--- Data for the task Enclosed Below ---

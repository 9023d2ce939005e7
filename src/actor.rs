//! Actor loop that owns every resource cache and applies all state changes.
//!
//! The actor runs as a single tokio task and processes one message at a
//! time, so the caches need no locks. Remote calls are issued from the actor
//! (the client future is created there) and awaited on detached tasks that
//! report back through an internal settlement channel. Completion order
//! between those tasks is not guaranteed; the fetch guard keeps at most one
//! fetch per resource outstanding, so whichever settles is the only writer.
//!
//! Public API lives in [`Orchestrator`](crate::Orchestrator); this module is
//! internal to the crate.

use std::collections::BTreeSet;
use std::future::Future;
use std::sync::Arc;

use serde_json::Value;
use tokio::sync::{mpsc, oneshot, watch};
use uuid::Uuid;

use crate::client::ResourceClient;
use crate::coordinator::{ResourceCaches, resources_needed};
use crate::error::{FetchError, RemoteError, ValidationError, WriteError};
use crate::mutation;
use crate::record::Record;
use crate::resource::{Phase, ResourceKind};
use crate::snapshot::DashboardSnapshot;
use crate::stats::{AggregateStats, compute_stats};
use crate::view::ViewKind;

/// Reply channel for a create or update request.
pub(crate) type RecordReply = oneshot::Sender<Result<Record, WriteError>>;

/// Reply channel for a delete request.
pub(crate) type DeleteReply = oneshot::Sender<Result<(), WriteError>>;

/// Messages sent from [`Orchestrator`](crate::Orchestrator) to the actor.
pub(crate) enum OrchestratorMessage {
    /// Activate a view, fetching whatever it needs.
    ActivateView {
        view: ViewKind,
        /// Kinds for which a fetch was issued.
        reply: oneshot::Sender<BTreeSet<ResourceKind>>,
    },

    /// Refetch one resource unless it is already loading.
    ForceRefresh {
        kind: ResourceKind,
        /// Whether a fetch was issued.
        reply: oneshot::Sender<bool>,
    },

    /// Send already-validated fields to the remote create call.
    Create {
        kind: ResourceKind,
        fields: Record,
        reply: RecordReply,
    },

    /// Send already-validated fields to the remote update of record `id`.
    Update {
        kind: ResourceKind,
        id: Value,
        fields: Record,
        reply: RecordReply,
    },

    /// Delete record `id` remotely.
    Delete {
        kind: ResourceKind,
        id: Value,
        reply: DeleteReply,
    },

    /// Stop the actor loop.
    Shutdown,
}

/// Results reported by detached remote-call tasks.
pub(crate) enum Settlement {
    Fetch {
        kind: ResourceKind,
        result: Result<Vec<Record>, FetchError>,
    },
    Create {
        kind: ResourceKind,
        request_id: Uuid,
        result: Result<Record, RemoteError>,
        reply: RecordReply,
    },
    Update {
        kind: ResourceKind,
        request_id: Uuid,
        id: Value,
        result: Result<Record, RemoteError>,
        reply: RecordReply,
    },
    Delete {
        kind: ResourceKind,
        request_id: Uuid,
        id: Value,
        result: Result<(), RemoteError>,
        reply: DeleteReply,
    },
}

/// State owned by the actor.
pub(crate) struct Dashboard {
    caches: ResourceCaches,
    stats: AggregateStats,
    active_view: ViewKind,
    revision: u64,
    client: Arc<dyn ResourceClient>,
    settle_tx: mpsc::UnboundedSender<Settlement>,
    publisher: watch::Sender<DashboardSnapshot>,
}

impl Dashboard {
    /// Create the actor state with every cache idle.
    pub(crate) fn new(
        client: Arc<dyn ResourceClient>,
        settle_tx: mpsc::UnboundedSender<Settlement>,
        publisher: watch::Sender<DashboardSnapshot>,
    ) -> Self {
        Self {
            caches: ResourceCaches::new(),
            stats: AggregateStats::default(),
            active_view: ViewKind::default(),
            revision: 0,
            client,
            settle_tx,
            publisher,
        }
    }

    /// Record `view` as active and issue a fetch for every stale resource
    /// it depends on.
    ///
    /// The needed set is computed once, before any fetch is issued.
    pub(crate) fn activate_view(&mut self, view: ViewKind) -> BTreeSet<ResourceKind> {
        let _span = tracing::info_span!("activate_view", view = %view).entered();

        self.active_view = view;
        let mut issued = BTreeSet::new();
        for kind in resources_needed(view, &self.caches) {
            if self.issue_fetch(kind) {
                issued.insert(kind);
            }
        }

        tracing::debug!(fetches = issued.len(), "view activated");
        self.publish();
        issued
    }

    /// Issue a fetch for `kind` unless one is already outstanding.
    pub(crate) fn force_refresh(&mut self, kind: ResourceKind) -> bool {
        if self.caches.get(kind).phase() == Phase::Loading {
            tracing::debug!(resource = %kind, "refresh skipped, fetch already outstanding");
            return false;
        }
        let issued = self.issue_fetch(kind);
        if issued {
            self.publish();
        }
        issued
    }

    /// Issue the remote create; the result arrives as a [`Settlement`].
    pub(crate) fn create(&mut self, kind: ResourceKind, fields: Record, reply: RecordReply) {
        let request_id = Uuid::new_v4();
        tracing::info!(resource = %kind, %request_id, "create issued");

        let create = self.client.create(kind, fields);
        self.settle_later(create, move |result| Settlement::Create {
            kind,
            request_id,
            result,
            reply,
        });
    }

    /// Issue the remote update of a cached record.
    ///
    /// An id that is not cached is rejected without a remote call.
    pub(crate) fn update(
        &mut self,
        kind: ResourceKind,
        id: Value,
        fields: Record,
        reply: RecordReply,
    ) {
        if let Err(e) = self.expect_cached(kind, &id) {
            let _ = reply.send(Err(e.into()));
            return;
        }
        let request_id = Uuid::new_v4();
        tracing::info!(resource = %kind, %request_id, %id, "update issued");

        let update = self.client.update(kind, id.clone(), fields);
        self.settle_later(update, move |result| Settlement::Update {
            kind,
            request_id,
            id,
            result,
            reply,
        });
    }

    /// Issue the remote delete of a cached record.
    ///
    /// An id that is not cached is rejected without a remote call.
    pub(crate) fn delete(&mut self, kind: ResourceKind, id: Value, reply: DeleteReply) {
        if let Err(e) = self.expect_cached(kind, &id) {
            let _ = reply.send(Err(e.into()));
            return;
        }
        let request_id = Uuid::new_v4();
        tracing::info!(resource = %kind, %request_id, %id, "delete issued");

        let delete = self.client.delete(kind, id.clone());
        self.settle_later(delete, move |result| Settlement::Delete {
            kind,
            request_id,
            id,
            result,
            reply,
        });
    }

    /// Apply the result of a remote call.
    pub(crate) fn settle(&mut self, settlement: Settlement) {
        match settlement {
            Settlement::Fetch { kind, result } => self.settle_fetch(kind, result),
            Settlement::Create {
                kind,
                request_id,
                result,
                reply,
            } => {
                let _span =
                    tracing::info_span!("create", resource = %kind, %request_id).entered();
                let outcome = self.settle_create(kind, result);
                let _ = reply.send(outcome);
            }
            Settlement::Update {
                kind,
                request_id,
                id,
                result,
                reply,
            } => {
                let _span =
                    tracing::info_span!("update", resource = %kind, %request_id, %id).entered();
                let outcome = self.settle_update(kind, &id, result);
                let _ = reply.send(outcome);
            }
            Settlement::Delete {
                kind,
                request_id,
                id,
                result,
                reply,
            } => {
                let _span =
                    tracing::info_span!("delete", resource = %kind, %request_id, %id).entered();
                let outcome = self.settle_delete(kind, &id, result);
                let _ = reply.send(outcome);
            }
        }
    }

    fn issue_fetch(&mut self, kind: ResourceKind) -> bool {
        if let Err(e) = self.caches.get_mut(kind).begin_load() {
            tracing::error!(resource = %kind, error = %e, "fetch guard violated");
            return false;
        }

        let fetch = self.client.fetch(kind);
        self.settle_later(fetch, move |result| Settlement::Fetch { kind, result });

        tracing::debug!(resource = %kind, "fetch issued");
        true
    }

    /// Await `call` on a detached task and send its settlement back.
    fn settle_later<F, S>(&self, call: F, settlement: S)
    where
        F: Future + Send + 'static,
        F::Output: Send,
        S: FnOnce(F::Output) -> Settlement + Send + 'static,
    {
        let settle_tx = self.settle_tx.clone();
        tokio::spawn(async move {
            let result = call.await;
            // A closed channel means the actor has stopped; any reply sender
            // is dropped with the settlement and the caller sees `ActorGone`.
            let _ = settle_tx.send(settlement(result));
        });
    }

    fn expect_cached(&self, kind: ResourceKind, id: &Value) -> Result<(), ValidationError> {
        if mutation::contains_record(&self.caches, kind, id) {
            Ok(())
        } else {
            tracing::debug!(resource = %kind, %id, "write rejected, record not cached");
            Err(mutation::unknown_record(id))
        }
    }

    fn settle_fetch(&mut self, kind: ResourceKind, result: Result<Vec<Record>, FetchError>) {
        let cache = self.caches.get_mut(kind);
        let transition = match result {
            Ok(data) => {
                tracing::debug!(resource = %kind, count = data.len(), "fetch completed");
                cache.complete_load(data)
            }
            Err(error) => {
                tracing::warn!(resource = %kind, error = %error, "fetch failed");
                cache.fail_load(error)
            }
        };

        if let Err(e) = transition {
            tracing::error!(resource = %kind, error = %e, "settlement without outstanding fetch");
            return;
        }

        self.stats = compute_stats(&self.caches);
        self.publish();
    }

    fn settle_create(
        &mut self,
        kind: ResourceKind,
        result: Result<Record, RemoteError>,
    ) -> Result<Record, WriteError> {
        let record = result.inspect_err(|e| tracing::warn!(error = %e, "remote create failed"))?;
        let stats = mutation::apply_created(&mut self.caches, kind, record.clone())
            .inspect_err(|e| tracing::warn!(error = %e, "created record rejected"))?;
        self.commit(stats);
        tracing::info!("record created");
        Ok(record)
    }

    fn settle_update(
        &mut self,
        kind: ResourceKind,
        id: &Value,
        result: Result<Record, RemoteError>,
    ) -> Result<Record, WriteError> {
        let record = result.inspect_err(|e| tracing::warn!(error = %e, "remote update failed"))?;
        let stats = mutation::apply_updated(&mut self.caches, kind, id, record.clone())
            .inspect_err(|e| tracing::warn!(error = %e, "updated record rejected"))?;
        self.commit(stats);
        tracing::info!("record updated");
        Ok(record)
    }

    fn settle_delete(
        &mut self,
        kind: ResourceKind,
        id: &Value,
        result: Result<(), RemoteError>,
    ) -> Result<(), WriteError> {
        result.inspect_err(|e| tracing::warn!(error = %e, "remote delete failed"))?;
        match mutation::apply_deleted(&mut self.caches, kind, id) {
            Ok(stats) => {
                self.commit(stats);
                tracing::info!("record deleted");
            }
            // A refetch that settled meanwhile already dropped the record.
            Err(e) => tracing::debug!(error = %e, "deleted record no longer cached"),
        }
        Ok(())
    }

    fn commit(&mut self, stats: AggregateStats) {
        self.stats = stats;
        self.publish();
    }

    fn publish(&mut self) {
        self.revision += 1;
        let snapshot =
            DashboardSnapshot::capture(self.revision, self.active_view, &self.caches, &self.stats);
        self.publisher.send_replace(snapshot);
    }
}

/// Runs the actor loop until [`OrchestratorMessage::Shutdown`] arrives or
/// every [`Orchestrator`](crate::Orchestrator) handle is dropped.
///
/// Settlements from outstanding remote calls are interleaved with requests
/// in arrival order. Once the loop exits, the snapshot publisher is dropped
/// and late settlements are discarded.
pub(crate) async fn run_orchestrator(
    mut dashboard: Dashboard,
    mut rx: mpsc::Receiver<OrchestratorMessage>,
    mut settle_rx: mpsc::UnboundedReceiver<Settlement>,
) {
    loop {
        tokio::select! {
            msg = rx.recv() => match msg {
                Some(OrchestratorMessage::ActivateView { view, reply }) => {
                    let issued = dashboard.activate_view(view);
                    let _ = reply.send(issued);
                }
                Some(OrchestratorMessage::ForceRefresh { kind, reply }) => {
                    let issued = dashboard.force_refresh(kind);
                    let _ = reply.send(issued);
                }
                Some(OrchestratorMessage::Create { kind, fields, reply }) => {
                    dashboard.create(kind, fields, reply);
                }
                Some(OrchestratorMessage::Update { kind, id, fields, reply }) => {
                    dashboard.update(kind, id, fields, reply);
                }
                Some(OrchestratorMessage::Delete { kind, id, reply }) => {
                    dashboard.delete(kind, id, reply);
                }
                Some(OrchestratorMessage::Shutdown) | None => break,
            },
            Some(settlement) = settle_rx.recv() => dashboard.settle(settlement),
        }
    }
    tracing::info!("dashboard orchestrator stopped");
}
//! Open record type for items returned by the remote resource API.
//!
//! The transport may return arbitrary extra fields, so a [`Record`] keeps the
//! full JSON object and only exposes typed accessors for the handful of
//! fields the dashboard reads.

use serde::{Deserialize, Serialize};
use serde_json::{Map, Value};

/// Identity field set by the server on every record.
pub const ID_FIELD: &str = "id";

/// Name field candidates, in lookup order. The remote API capitalises it.
const NAME_FIELDS: [&str; 2] = ["name", "Name"];

/// A single remote item: contact, deal, or task.
///
/// Serializes transparently as the underlying JSON object.
///
/// # Examples
///
/// ```
/// use dashboard_sync::Record;
/// use serde_json::json;
///
/// let deal = Record::from_value(json!({"id": 7, "Name": "Renewal", "amount": "1200.50"}))
///     .expect("object");
/// assert_eq!(deal.name(), Some("Renewal"));
/// assert_eq!(deal.amount(), 1200.5);
/// ```
#[derive(Debug, Clone, Default, PartialEq, Serialize, Deserialize)]
#[serde(transparent)]
pub struct Record(Map<String, Value>);

impl Record {
    /// Create an empty record.
    pub fn new() -> Self {
        Self::default()
    }

    /// Wrap a JSON value. Returns `None` unless it is an object.
    pub fn from_value(value: Value) -> Option<Self> {
        match value {
            Value::Object(map) => Some(Self(map)),
            _ => None,
        }
    }

    /// Set a field, returning the record for chaining.
    pub fn with(mut self, key: impl Into<String>, value: impl Into<Value>) -> Self {
        self.0.insert(key.into(), value.into());
        self
    }

    /// Raw access to any field.
    pub fn get(&self, key: &str) -> Option<&Value> {
        self.0.get(key)
    }

    /// Server-assigned identity, if present and non-null.
    pub fn id(&self) -> Option<&Value> {
        self.0.get(ID_FIELD).filter(|v| !v.is_null())
    }

    /// Display name, if present as a non-blank string.
    pub fn name(&self) -> Option<&str> {
        NAME_FIELDS
            .iter()
            .filter_map(|key| self.str_field(key))
            .find(|name| !name.trim().is_empty())
    }

    /// Numeric `amount`, or `0.0` when absent, non-numeric, or not finite.
    ///
    /// Accepts JSON numbers and numeric strings (surrounding whitespace is
    /// ignored).
    pub fn amount(&self) -> f64 {
        let parsed = match self.0.get("amount") {
            Some(Value::Number(n)) => n.as_f64(),
            Some(Value::String(s)) => s.trim().parse::<f64>().ok(),
            _ => None,
        };
        parsed.filter(|v| v.is_finite()).unwrap_or(0.0)
    }

    /// The `status` field when it is a string.
    pub fn status(&self) -> Option<&str> {
        self.str_field("status")
    }

    /// The contact `type` field (lead, prospect, customer, partner).
    pub fn contact_type(&self) -> Option<&str> {
        self.str_field("type")
    }

    /// Consume the record and return its JSON object.
    pub fn into_inner(self) -> Map<String, Value> {
        self.0
    }

    fn str_field(&self, key: &str) -> Option<&str> {
        self.0.get(key).and_then(Value::as_str)
    }
}

impl From<Map<String, Value>> for Record {
    fn from(map: Map<String, Value>) -> Self {
        Self(map)
    }
}
//! Fetch coordination: the single staleness policy and duplicate-fetch guard.

use std::collections::BTreeSet;

use crate::record::Record;
use crate::resource::{Phase, ResourceCache, ResourceKind};
use crate::view::ViewKind;

/// One [`ResourceCache`] per [`ResourceKind`].
///
/// Owned exclusively by the orchestrator; everything else reads snapshots.
#[derive(Debug, Clone, Default, PartialEq)]
pub struct ResourceCaches {
    contacts: ResourceCache<Record>,
    deals: ResourceCache<Record>,
    tasks: ResourceCache<Record>,
}

impl ResourceCaches {
    /// All caches in [`Phase::Idle`].
    pub fn new() -> Self {
        Self::default()
    }

    pub fn get(&self, kind: ResourceKind) -> &ResourceCache<Record> {
        match kind {
            ResourceKind::Contacts => &self.contacts,
            ResourceKind::Deals => &self.deals,
            ResourceKind::Tasks => &self.tasks,
        }
    }

    pub fn get_mut(&mut self, kind: ResourceKind) -> &mut ResourceCache<Record> {
        match kind {
            ResourceKind::Contacts => &mut self.contacts,
            ResourceKind::Deals => &mut self.deals,
            ResourceKind::Tasks => &mut self.tasks,
        }
    }

    /// Iterate `(kind, cache)` pairs in [`ResourceKind::ALL`] order.
    pub fn iter(&self) -> impl Iterator<Item = (ResourceKind, &ResourceCache<Record>)> {
        ResourceKind::ALL.into_iter().map(|kind| (kind, self.get(kind)))
    }
}

/// Whether a cache must be fetched before a view depending on it is shown.
///
/// Idle, Failed, and empty-Ready caches need a fetch. Ready caches with data
/// are served as-is, and a Loading cache already has its one outstanding
/// fetch.
pub fn needs_fetch<T>(cache: &ResourceCache<T>) -> bool {
    match cache.phase() {
        Phase::Idle | Phase::Failed => true,
        Phase::Ready => cache.data().is_empty(),
        Phase::Loading => false,
    }
}

/// Resources that must be fetched for `view`, given the current caches.
///
/// The result is computed from a single consistent read of the caches. An
/// empty set means no fetch is issued.
pub fn resources_needed(view: ViewKind, caches: &ResourceCaches) -> BTreeSet<ResourceKind> {
    view.required_resources()
        .iter()
        .copied()
        .filter(|kind| needs_fetch(caches.get(*kind)))
        .collect()
}

#[cfg(test)]
mod tests {
    use super::*;
    use crate::error::FetchError;
    use serde_json::json;

    fn contact(id: u64) -> Record {
        Record::from_value(json!({"id": id, "name": format!("c{id}")})).expect("object")
    }

    fn ready(caches: &mut ResourceCaches, kind: ResourceKind, data: Vec<Record>) {
        let cache = caches.get_mut(kind);
        cache.begin_load().expect("begin");
        cache.complete_load(data).expect("complete");
    }

    #[test]
    fn idle_caches_are_all_needed_for_dashboard() {
        let caches = ResourceCaches::new();
        let needed = resources_needed(ViewKind::Dashboard, &caches);
        assert_eq!(needed, ResourceKind::ALL.into_iter().collect());
    }

    #[test]
    fn other_view_needs_nothing() {
        let caches = ResourceCaches::new();
        assert!(resources_needed(ViewKind::Other, &caches).is_empty());
    }

    #[test]
    fn ready_with_data_is_skipped() {
        let mut caches = ResourceCaches::new();
        ready(
            &mut caches,
            ResourceKind::Contacts,
            vec![contact(1), contact(2), contact(3)],
        );
        assert!(resources_needed(ViewKind::Contacts, &caches).is_empty());
    }

    #[test]
    fn ready_but_empty_is_refetched() {
        let mut caches = ResourceCaches::new();
        ready(&mut caches, ResourceKind::Contacts, Vec::new());
        let needed = resources_needed(ViewKind::Contacts, &caches);
        assert_eq!(needed, BTreeSet::from([ResourceKind::Contacts]));
    }

    #[test]
    fn failed_is_refetched_even_with_stale_data() {
        let mut caches = ResourceCaches::new();
        ready(&mut caches, ResourceKind::Deals, vec![contact(1)]);
        let deals = caches.get_mut(ResourceKind::Deals);
        deals.begin_load().expect("begin");
        deals.fail_load(FetchError::new("down")).expect("fail");

        let needed = resources_needed(ViewKind::Deals, &caches);
        assert_eq!(needed, BTreeSet::from([ResourceKind::Deals]));
    }

    #[test]
    fn loading_is_never_needed() {
        let mut caches = ResourceCaches::new();
        caches
            .get_mut(ResourceKind::Tasks)
            .begin_load()
            .expect("begin");

        let needed = resources_needed(ViewKind::Dashboard, &caches);
        assert_eq!(
            needed,
            BTreeSet::from([ResourceKind::Contacts, ResourceKind::Deals])
        );
        assert!(resources_needed(ViewKind::Tasks, &caches).is_empty());
    }

    #[test]
    fn iter_yields_every_kind_once() {
        let caches = ResourceCaches::new();
        let kinds: Vec<_> = caches.iter().map(|(kind, _)| kind).collect();
        assert_eq!(kinds, ResourceKind::ALL.to_vec());
    }
}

--- End of Enclosed Data for the task ---

# The problem:
Only the number is wanted: how many lines in the listing hold "Deserialize"?

# The answer:
2